Try it:
Copy the full listing exactly, word for word.

Records supplied:
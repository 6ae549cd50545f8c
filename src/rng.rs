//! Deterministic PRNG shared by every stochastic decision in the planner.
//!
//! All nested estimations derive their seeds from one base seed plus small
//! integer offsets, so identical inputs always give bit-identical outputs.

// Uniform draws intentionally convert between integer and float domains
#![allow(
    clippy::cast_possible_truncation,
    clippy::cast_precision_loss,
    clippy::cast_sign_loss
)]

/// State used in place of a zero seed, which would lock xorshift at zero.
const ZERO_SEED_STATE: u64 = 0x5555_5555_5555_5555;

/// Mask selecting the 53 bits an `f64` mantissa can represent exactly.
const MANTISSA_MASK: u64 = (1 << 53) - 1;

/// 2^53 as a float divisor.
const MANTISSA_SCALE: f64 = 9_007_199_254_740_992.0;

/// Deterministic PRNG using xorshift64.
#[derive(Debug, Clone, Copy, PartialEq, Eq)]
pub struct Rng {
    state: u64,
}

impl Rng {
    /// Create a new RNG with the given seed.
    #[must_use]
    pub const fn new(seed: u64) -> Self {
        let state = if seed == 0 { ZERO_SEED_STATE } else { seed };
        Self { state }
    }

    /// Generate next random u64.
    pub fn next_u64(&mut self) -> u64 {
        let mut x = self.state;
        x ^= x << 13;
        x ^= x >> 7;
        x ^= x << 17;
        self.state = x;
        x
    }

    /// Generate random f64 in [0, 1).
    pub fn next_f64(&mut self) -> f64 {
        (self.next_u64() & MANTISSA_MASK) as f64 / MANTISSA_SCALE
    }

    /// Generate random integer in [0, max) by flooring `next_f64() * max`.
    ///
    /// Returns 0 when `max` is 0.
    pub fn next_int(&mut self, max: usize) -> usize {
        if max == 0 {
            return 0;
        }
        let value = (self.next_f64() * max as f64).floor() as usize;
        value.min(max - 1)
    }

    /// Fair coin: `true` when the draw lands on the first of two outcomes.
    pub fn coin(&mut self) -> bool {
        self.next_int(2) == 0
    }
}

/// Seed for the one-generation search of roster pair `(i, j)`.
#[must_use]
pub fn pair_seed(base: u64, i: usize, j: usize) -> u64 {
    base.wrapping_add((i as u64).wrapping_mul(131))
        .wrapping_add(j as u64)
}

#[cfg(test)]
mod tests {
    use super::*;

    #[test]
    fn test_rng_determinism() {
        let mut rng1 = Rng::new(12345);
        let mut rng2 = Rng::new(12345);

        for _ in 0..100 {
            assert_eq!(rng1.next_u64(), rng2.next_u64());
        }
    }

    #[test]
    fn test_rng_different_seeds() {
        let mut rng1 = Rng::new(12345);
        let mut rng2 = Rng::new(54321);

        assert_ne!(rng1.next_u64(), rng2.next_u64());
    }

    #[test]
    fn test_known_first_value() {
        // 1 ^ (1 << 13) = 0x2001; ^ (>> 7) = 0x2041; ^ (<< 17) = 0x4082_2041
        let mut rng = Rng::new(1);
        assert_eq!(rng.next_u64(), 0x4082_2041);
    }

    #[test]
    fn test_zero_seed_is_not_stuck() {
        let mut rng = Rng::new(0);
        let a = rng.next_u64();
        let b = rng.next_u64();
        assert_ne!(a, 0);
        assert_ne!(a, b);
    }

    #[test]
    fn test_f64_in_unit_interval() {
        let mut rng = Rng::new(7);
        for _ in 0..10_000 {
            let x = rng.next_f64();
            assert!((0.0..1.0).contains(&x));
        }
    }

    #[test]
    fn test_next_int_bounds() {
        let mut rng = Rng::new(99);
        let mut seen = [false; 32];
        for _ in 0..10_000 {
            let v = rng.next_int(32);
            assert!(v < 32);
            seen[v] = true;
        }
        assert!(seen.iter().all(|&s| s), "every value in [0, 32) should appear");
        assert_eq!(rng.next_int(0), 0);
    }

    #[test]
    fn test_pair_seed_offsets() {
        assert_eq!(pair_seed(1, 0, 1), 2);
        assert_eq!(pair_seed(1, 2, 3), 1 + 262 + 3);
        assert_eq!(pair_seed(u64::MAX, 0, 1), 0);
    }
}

Your response:
repository 6ae549cd50545f8c
filename src/rng.rs
//! Deterministic PRNG shared by every stochastic decision in the planner.
//!
//! All nested estimations derive their seeds from one base seed plus small
//! integer offsets, so identical inputs always give bit-identical outputs.

// Uniform draws intentionally convert between integer and float domains
#![allow(
    clippy::cast_possible_truncation,
    clippy::cast_precision_loss,
    clippy::cast_sign_loss
)]

/// State used in place of a zero seed, which would lock xorshift at zero.
const ZERO_SEED_STATE: u64 = 0x5555_5555_5555_5555;

/// Mask selecting the 53 bits an `f64` mantissa can represent exactly.
const MANTISSA_MASK: u64 = (1 << 53) - 1;

/// 2^53 as a float divisor.
const MANTISSA_SCALE: f64 = 9_007_199_254_740_992.0;

/// Deterministic PRNG using xorshift64.
#[derive(Debug, Clone, Copy, PartialEq, Eq)]
pub struct Rng {
    state: u64,
}

impl Rng {
    /// Create a new RNG with the given seed.
    #[must_use]
    pub const fn new(seed: u64) -> Self {
        let state = if seed == 0 { ZERO_SEED_STATE } else { seed };
        Self { state }
    }

    /// Generate next random u64.
    pub fn next_u64(&mut self) -> u64 {
        let mut x = self.state;
        x ^= x << 13;
        x ^= x >> 7;
        x ^= x << 17;
        self.state = x;
        x
    }

    /// Generate random f64 in [0, 1).
    pub fn next_f64(&mut self) -> f64 {
        (self.next_u64() & MANTISSA_MASK) as f64 / MANTISSA_SCALE
    }

    /// Generate random integer in [0, max) by flooring `next_f64() * max`.
    ///
    /// Returns 0 when `max` is 0.
    pub fn next_int(&mut self, max: usize) -> usize {
        if max == 0 {
            return 0;
        }
        let value = (self.next_f64() * max as f64).floor() as usize;
        value.min(max - 1)
    }

    /// Fair coin: `true` when the draw lands on the first of two outcomes.
    pub fn coin(&mut self) -> bool {
        self.next_int(2) == 0
    }
}

/// Seed for the one-generation search of roster pair `(i, j)`.
#[must_use]
pub fn pair_seed(base: u64, i: usize, j: usize) -> u64 {
    base.wrapping_add((i as u64).wrapping_mul(131))
        .wrapping_add(j as u64)
}

#[cfg(test)]
mod tests {
    use super::*;

    #[test]
    fn test_rng_determinism() {
        let mut rng1 = Rng::new(12345);
        let mut rng2 = Rng::new(12345);

        for _ in 0..100 {
            assert_eq!(rng1.next_u64(), rng2.next_u64());
        }
    }

    #[test]
    fn test_rng_different_seeds() {
        let mut rng1 = Rng::new(12345);
        let mut rng2 = Rng::new(54321);

        assert_ne!(rng1.next_u64(), rng2.next_u64());
    }

    #[test]
    fn test_known_first_value() {
        // 1 ^ (1 << 13) = 0x2001; ^ (>> 7) = 0x2041; ^ (<< 17) = 0x4082_2041
        let mut rng = Rng::new(1);
        assert_eq!(rng.next_u64(), 0x4082_2041);
    }

    #[test]
    fn test_zero_seed_is_not_stuck() {
        let mut rng = Rng::new(0);
        let a = rng.next_u64();
        let b = rng.next_u64();
        assert_ne!(a, 0);
        assert_ne!(a, b);
    }

    #[test]
    fn test_f64_in_unit_interval() {
        let mut rng = Rng::new(7);
        for _ in 0..10_000 {
            let x = rng.next_f64();
            assert!((0.0..1.0).contains(&x));
        }
    }

    #[test]
    fn test_next_int_bounds() {
        let mut rng = Rng::new(99);
        let mut seen = [false; 32];
        for _ in 0..10_000 {
            let v = rng.next_int(32);
            assert!(v < 32);
            seen[v] = true;
        }
        assert!(seen.iter().all(|&s| s), "every value in [0, 32) should appear");
        assert_eq!(rng.next_int(0), 0);
    }

    #[test]
    fn test_pair_seed_offsets() {
        assert_eq!(pair_seed(1, 0, 1), 2);
        assert_eq!(pair_seed(1, 2, 3), 1 + 262 + 3);
        assert_eq!(pair_seed(u64::MAX, 0, 1), 0);
    }
}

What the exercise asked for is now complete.